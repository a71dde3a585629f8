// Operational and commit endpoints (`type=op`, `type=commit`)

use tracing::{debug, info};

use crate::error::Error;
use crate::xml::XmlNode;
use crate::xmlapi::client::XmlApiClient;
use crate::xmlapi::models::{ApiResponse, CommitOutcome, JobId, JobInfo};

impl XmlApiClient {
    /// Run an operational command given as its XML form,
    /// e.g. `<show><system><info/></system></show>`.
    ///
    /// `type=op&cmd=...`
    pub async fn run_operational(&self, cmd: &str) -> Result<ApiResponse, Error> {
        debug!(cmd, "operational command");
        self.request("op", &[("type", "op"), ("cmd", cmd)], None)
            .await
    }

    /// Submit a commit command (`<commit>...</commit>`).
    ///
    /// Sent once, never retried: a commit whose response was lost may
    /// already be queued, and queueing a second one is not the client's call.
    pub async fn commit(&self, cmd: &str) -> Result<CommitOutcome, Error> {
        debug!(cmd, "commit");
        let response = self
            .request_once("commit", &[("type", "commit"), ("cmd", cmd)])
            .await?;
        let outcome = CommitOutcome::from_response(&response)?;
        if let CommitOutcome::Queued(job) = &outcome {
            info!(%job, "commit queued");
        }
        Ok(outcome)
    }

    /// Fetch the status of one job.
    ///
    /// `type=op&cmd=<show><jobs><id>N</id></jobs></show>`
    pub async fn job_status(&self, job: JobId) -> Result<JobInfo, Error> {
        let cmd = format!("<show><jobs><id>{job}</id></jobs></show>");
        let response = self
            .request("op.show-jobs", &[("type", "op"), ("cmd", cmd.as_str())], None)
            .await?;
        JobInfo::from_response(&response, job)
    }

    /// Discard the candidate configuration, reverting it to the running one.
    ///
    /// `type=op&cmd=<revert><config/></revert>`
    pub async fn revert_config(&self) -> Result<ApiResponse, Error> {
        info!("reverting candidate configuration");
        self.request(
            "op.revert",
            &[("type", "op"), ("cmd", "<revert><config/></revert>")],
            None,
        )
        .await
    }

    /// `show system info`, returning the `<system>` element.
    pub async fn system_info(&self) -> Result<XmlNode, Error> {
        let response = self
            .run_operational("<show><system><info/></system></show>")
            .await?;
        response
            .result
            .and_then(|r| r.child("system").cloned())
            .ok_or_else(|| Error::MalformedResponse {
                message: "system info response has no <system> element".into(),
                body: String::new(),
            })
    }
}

-- -- --

PROMPT:
Output nothing but the lines from the one containing "pub async fn job_status(&self, job: JobId)" through the last line of the data, exactly as they stand.

OUTPUT FOR THIS TASK:
    pub async fn job_status(&self, job: JobId) -> Result<JobInfo, Error> {
        let cmd = format!("<show><jobs><id>{job}</id></jobs></show>");
        let response = self
            .request("op.show-jobs", &[("type", "op"), ("cmd", cmd.as_str())], None)
            .await?;
        JobInfo::from_response(&response, job)
    }

    /// Discard the candidate configuration, reverting it to the running one.
    ///
    /// `type=op&cmd=<revert><config/></revert>`
    pub async fn revert_config(&self) -> Result<ApiResponse, Error> {
        info!("reverting candidate configuration");
        self.request(
            "op.revert",
            &[("type", "op"), ("cmd", "<revert><config/></revert>")],
            None,
        )
        .await
    }

    /// `show system info`, returning the `<system>` element.
    pub async fn system_info(&self) -> Result<XmlNode, Error> {
        let response = self
            .run_operational("<show><system><info/></system></show>")
            .await?;
        response
            .result
            .and_then(|r| r.child("system").cloned())
            .ok_or_else(|| Error::MalformedResponse {
                message: "system info response has no <system> element".into(),
                body: String::new(),
            })
    }
}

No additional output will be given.